To some degree this is understandable - after all, the Africanist faction in South African politics is just as anti-Christian as the DA liberals are, but the remainder of their policies and activities make enough of a difference that backing the ANC is pretty much off the table. So while they may absorb a few firm conservatives, they are unlikely to see gains in influence, and their lack of leverage will ultimately mean they change nothing about the DA's governance policy while acting as a failsafe for disgruntled DA voters.

In this respect, they make the ideal DA partner coalition partner - a loyal but weak human shield from criticism coming from the right. This is particularly visible in the year-by-year trends in party support, most of which is in the Western Cape, and which saw a bump in support during the shakeup created by Mmusi Maimane.
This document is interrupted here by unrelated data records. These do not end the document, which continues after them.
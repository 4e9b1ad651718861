//! Minimal HTTP client for the remote Arabic speech recognizer.
//!
//! We only call the /recognize endpoint with a multipart form (audio bytes,
//! target text, model id) and walk a fallback chain of models when one fails.
//! Calls are instrumented and log model names, latencies, and response sizes.
//!
//! NOTE: We never log the API token and we never log raw audio bytes.

use std::time::Duration;

use reqwest::header::{AUTHORIZATION, USER_AGENT};
use serde::Deserialize;
use tracing::{info, instrument, warn};

use crate::audio::AudioSample;
use crate::domain::ErrorKind;

fn default_models() -> Vec<String> {
  [
    "facebook/wav2vec2-large-xlsr-53-arabic",
    "jonatasgrosman/wav2vec2-large-xlsr-53-arabic",
    "facebook/wav2vec2-large-xlsr-53",
    "openai/whisper-small",
  ]
  .iter()
  .map(|m| m.to_string())
  .collect()
}

/// Successful transcription of one clip.
#[derive(Clone, Debug)]
pub struct AsrTranscription {
  pub text: String,
  pub model: String,
  pub confidence: Option<f64>,
}

/// Terminal failure after the fallback chain is exhausted (or a definitive
/// no-speech verdict that no other model could change).
#[derive(Clone, Debug)]
pub struct AsrFailure {
  pub kind: ErrorKind,
  pub message: String,
}

struct AttemptError {
  failure: AsrFailure,
  definitive: bool,
}

impl AttemptError {
  fn retryable(kind: ErrorKind, message: String) -> Self {
    Self { failure: AsrFailure { kind, message }, definitive: false }
  }
  fn definitive(kind: ErrorKind, message: String) -> Self {
    Self { failure: AsrFailure { kind, message }, definitive: true }
  }
}

#[derive(Clone)]
pub struct AsrClient {
  pub client: reqwest::Client,
  pub base_url: String,
  pub api_token: Option<String>,
  pub models: Vec<String>,
}

impl AsrClient {
  /// Construct the client if we find ASR_BASE_URL; otherwise return None.
  pub fn from_env() -> Option<Self> {
    let base_url = std::env::var("ASR_BASE_URL").ok()?;
    let base_url = base_url.trim().trim_end_matches('/').to_string();
    if base_url.is_empty() {
      return None;
    }

    let api_token = std::env::var("ASR_API_TOKEN")
      .ok()
      .map(|t| t.trim().to_string())
      .filter(|t| !t.is_empty());

    let models = std::env::var("ASR_MODELS")
      .ok()
      .map(|raw| {
        raw
          .split(',')
          .map(|m| m.trim().to_string())
          .filter(|m| !m.is_empty())
          .collect::<Vec<_>>()
      })
      .filter(|ms| !ms.is_empty())
      .unwrap_or_else(default_models);

    let client = reqwest::Client::builder()
      .timeout(Duration::from_secs(20))
      .build()
      .ok()?;

    Some(Self { client, base_url, api_token, models })
  }

  /// Transcribe one clip, walking the model chain. A question may pin a model
  /// via `model_hint`; it is tried first, then the configured chain.
  #[instrument(level = "info", skip(self, sample), fields(expected = %target, bytes = sample.raw_bytes().len()))]
  pub async fn transcribe(
    &self,
    sample: &AudioSample,
    target: &str,
    model_hint: Option<&str>,
  ) -> Result<AsrTranscription, AsrFailure> {
    let order = self.model_order(model_hint);
    if order.is_empty() {
      return Err(AsrFailure {
        kind: ErrorKind::RecognitionServerError,
        message: "no recognition models configured".into(),
      });
    }

    let mut last = AsrFailure {
      kind: ErrorKind::RecognitionServerError,
      message: "Arabic speech recognition failed".into(),
    };
    for model in &order {
      let start = std::time::Instant::now();
      match self.recognize_once(sample, target, model).await {
        Ok(out) => {
          info!(
            model = %model,
            elapsed = ?start.elapsed(),
            text_len = out.text.chars().count(),
            "recognizer accepted clip"
          );
          return Ok(out);
        }
        Err(attempt) => {
          if attempt.definitive {
            return Err(attempt.failure);
          }
          warn!(
            model = %model,
            elapsed = ?start.elapsed(),
            error = %attempt.failure.message,
            "recognizer model failed, trying next"
          );
          last = attempt.failure;
        }
      }
    }
    Err(last)
  }

  fn model_order(&self, hint: Option<&str>) -> Vec<String> {
    let mut order = Vec::with_capacity(self.models.len() + 1);
    if let Some(h) = hint {
      let h = h.trim();
      if !h.is_empty() {
        order.push(h.to_string());
      }
    }
    for m in &self.models {
      if order.iter().all(|o| o != m) {
        order.push(m.clone());
      }
    }
    order
  }

  async fn recognize_once(
    &self,
    sample: &AudioSample,
    target: &str,
    model: &str,
  ) -> Result<AsrTranscription, AttemptError> {
    let url = format!("{}/recognize", self.base_url);

    let part = reqwest::multipart::Part::bytes(sample.raw_bytes().to_vec())
      .file_name("recording.wav")
      .mime_str(sample.mime())
      .map_err(|e| AttemptError::retryable(ErrorKind::RecognitionServerError, e.to_string()))?;
    let form = reqwest::multipart::Form::new()
      .part("audio", part)
      .text("model", model.to_string())
      .text("target_text", target.to_string());

    let mut req = self.client.post(&url).header(USER_AGENT, "makhraj-backend/0.1");
    if let Some(token) = &self.api_token {
      req = req.header(AUTHORIZATION, format!("Bearer {}", token));
    }

    let res = req.multipart(form).send().await.map_err(|e| {
      let kind = if e.is_timeout() {
        ErrorKind::RecognitionTimeout
      } else {
        ErrorKind::RecognitionNetworkError
      };
      AttemptError::retryable(kind, e.to_string())
    })?;

    if !res.status().is_success() {
      let status = res.status();
      let body = res.text().await.unwrap_or_default();
      let msg = extract_service_error(&body).unwrap_or_else(|| body);
      return Err(AttemptError::retryable(
        ErrorKind::RecognitionServerError,
        format!("recognizer HTTP {}: {}", status, msg),
      ));
    }

    let body: RecognizeResponse = res
      .json()
      .await
      .map_err(|e| AttemptError::retryable(ErrorKind::RecognitionServerError, e.to_string()))?;

    if body.silence_detected {
      // The service analyzes the waveform itself; another model cannot help.
      return Err(AttemptError::definitive(
        ErrorKind::NoSpeechDetected,
        "recognizer classified the clip as silence".into(),
      ));
    }
    if !body.success {
      let msg = body.error.unwrap_or_else(|| "Arabic speech recognition failed".into());
      return Err(AttemptError::retryable(ErrorKind::RecognitionServerError, msg));
    }

    let text = body.transcription.trim().to_string();
    if text.chars().count() < 2 {
      return Err(AttemptError::definitive(
        ErrorKind::NoSpeechDetected,
        "recognizer returned an empty or degenerate transcription".into(),
      ));
    }

    Ok(AsrTranscription {
      text,
      model: body.model.unwrap_or_else(|| model.to_string()),
      confidence: body.confidence,
    })
  }
}

// --- Recognizer DTOs ---

#[derive(Deserialize)]
struct RecognizeResponse {
  #[serde(default)]
  success: bool,
  #[serde(default)]
  transcription: String,
  #[serde(default)]
  error: Option<String>,
  #[serde(default, rename = "silenceDetected")]
  silence_detected: bool,
  #[serde(default)]
  model: Option<String>,
  #[serde(default)]
  confidence: Option<f64>,
}

/// Try to extract a clean error message from a recognizer error body. The
/// service reports either a plain string or an object with a message field.
fn extract_service_error(body: &str) -> Option<String> {
  #[derive(Deserialize)]
  struct EWrap {
    error: EField,
  }
  #[derive(Deserialize)]
  #[serde(untagged)]
  enum EField {
    Plain(String),
    Nested { message: String },
  }
  match serde_json::from_str::<EWrap>(body) {
    Ok(w) => Some(match w.error {
      EField::Plain(s) => s,
      EField::Nested { message } => message,
    }),
    Err(_) => None,
  }
}

#[cfg(test)]
mod tests {
  use super::*;

  fn client_with_models(models: &[&str]) -> AsrClient {
    AsrClient {
      client: reqwest::Client::new(),
      base_url: "http://localhost:9".into(),
      api_token: None,
      models: models.iter().map(|m| m.to_string()).collect(),
    }
  }

  #[test]
  fn hint_goes_first_without_duplication() {
    let c = client_with_models(&["a", "b"]);
    assert_eq!(c.model_order(None), vec!["a".to_string(), "b".to_string()]);
    assert_eq!(c.model_order(Some("b")), vec!["b".to_string(), "a".to_string()]);
    assert_eq!(
      c.model_order(Some("x")),
      vec!["x".to_string(), "a".to_string(), "b".to_string()]
    );
  }

  #[test]
  fn default_chain_starts_with_the_arabic_model() {
    let models = default_models();
    assert_eq!(models.len(), 4);
    assert_eq!(models[0], "facebook/wav2vec2-large-xlsr-53-arabic");
  }

  #[test]
  fn error_bodies_yield_clean_messages() {
    assert_eq!(
      extract_service_error(r#"{"error":"model is loading"}"#).as_deref(),
      Some("model is loading")
    );
    assert_eq!(
      extract_service_error(r#"{"error":{"message":"bad audio"}}"#).as_deref(),
      Some("bad audio")
    );
    assert_eq!(extract_service_error("not json"), None);
  }

  #[test]
  fn response_fields_deserialize_with_defaults() {
    let ok: RecognizeResponse =
      serde_json::from_str(r#"{"success":true,"transcription":"قال","silenceDetected":false}"#)
        .expect("parse");
    assert!(ok.success);
    assert_eq!(ok.transcription, "قال");
    assert!(ok.model.is_none());

    let silent: RecognizeResponse =
      serde_json::from_str(r#"{"success":true,"transcription":"","silenceDetected":true}"#)
        .expect("parse");
    assert!(silent.silence_detected);
  }
}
Whether the ACDP are truly comfortable being used this way by a party which supports none of their values is hard to tell. Representatives could not be reached for comment.

They may now have an opportunity to push several of their previous public policies - from scrapping queer sex education in schools to holding a referendum on Cape independence.

But they have turned down several opportunities, not only in the past, but more recently, when they rejected the Western Cape People's Bill, which would have granted meaningful autonomy in the Western Cape and removed the DA's ability to excuse problems here by blaming the national government.

It raises the question whether they will stick by their promise in the lead-up to the 2021 election to support a referendum on Cape independence. Western Cape leader Ferlon Christians confirms the party is sticking by its support for the referendum adopted in 2021, and the new electoral reforms in the National Assembly include provisions to align referendum legislation with the Constitution, which grants Premiers the right to hold provincial referenda, so it isn't as if there are legal obstacles.

But the question which is difficult to get firm answers on, is how firm do they stand? While we at the Cape Independent are naturally focused on secession as our foremost concern, the Western Cape Education Department's repeated left-wing ideological swings are also a matter of concern - what would the ACDP be willing to do to force a change?

With the VF and RP hanging in the wings, the DA's safe options are limited to these three parties, with the alternatives being their radical enemies in the ANC, EFF, PA and Al-Jamaa.

A powerful move for the ACDP would be to form a coalition pact with the secessionist parties, one of which is also constitutionally Christian, to ensure a strong government and place an ultimatum on the DA - achieving both a referendum and re-establishing sensible Christian values to keep the ANC and their cronies out.

This election, just like it is for the secessionists and Afrikaners, is the first opportunity for Christians to actually have an influence on policy. Will they take it, or will they swallow their values for a seat at the table?

Update 21 May: Party representative Ferlon Christians responded saying the ACDP will be keeping to their 2021 policy of being in support of a referendum.